Write all of the entries out again exactly.

⁂

//! Whole-site snapshot endpoints.

use axum::extract::State;

use super::{success, ApiResult};
use crate::errors::AppErrorWithRevision;
use crate::models::{RevisionInfo, SiteSnapshot};
use crate::AppState;

/// GET /api/site - Everything the public pages render.
pub async fn get_public_site(State(state): State<AppState>) -> ApiResult<SiteSnapshot> {
    snapshot(&state, false).await
}

/// GET /api/admin/site - Dashboard view, rosters included.
pub async fn get_admin_site(State(state): State<AppState>) -> ApiResult<SiteSnapshot> {
    snapshot(&state, true).await
}

/// GET /api/admin/revision - Get the current revision info.
pub async fn get_revision(State(state): State<AppState>) -> ApiResult<RevisionInfo> {
    let revision_info = state
        .store
        .get_revision_info()
        .await
        .map_err(|e| AppErrorWithRevision {
            error: e,
            revision_id: 0,
        })?;

    success(revision_info.clone(), revision_info.revision_id)
}

async fn snapshot(state: &AppState, include_rosters: bool) -> ApiResult<SiteSnapshot> {
    let snapshot = state
        .store
        .snapshot(include_rosters)
        .await
        .map_err(|e| AppErrorWithRevision {
            error: e,
            revision_id: 0,
        })?;

    let revision_id = snapshot.revision_id;
    success(snapshot, revision_id)
}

⁂

**OUTPUT FOR THIS EXERCISE**.
//! Whole-site snapshot endpoints.

use axum::extract::State;

use super::{success, ApiResult};
use crate::errors::AppErrorWithRevision;
use crate::models::{RevisionInfo, SiteSnapshot};
use crate::AppState;

/// GET /api/site - Everything the public pages render.
pub async fn get_public_site(State(state): State<AppState>) -> ApiResult<SiteSnapshot> {
    snapshot(&state, false).await
}

/// GET /api/admin/site - Dashboard view, rosters included.
pub async fn get_admin_site(State(state): State<AppState>) -> ApiResult<SiteSnapshot> {
    snapshot(&state, true).await
}

/// GET /api/admin/revision - Get the current revision info.
pub async fn get_revision(State(state): State<AppState>) -> ApiResult<RevisionInfo> {
    let revision_info = state
        .store
        .get_revision_info()
        .await
        .map_err(|e| AppErrorWithRevision {
            error: e,
            revision_id: 0,
        })?;

    success(revision_info.clone(), revision_info.revision_id)
}

async fn snapshot(state: &AppState, include_rosters: bool) -> ApiResult<SiteSnapshot> {
    let snapshot = state
        .store
        .snapshot(include_rosters)
        .await
        .map_err(|e| AppErrorWithRevision {
            error: e,
            revision_id: 0,
        })?;

    let revision_id = snapshot.revision_id;
    success(snapshot, revision_id)
}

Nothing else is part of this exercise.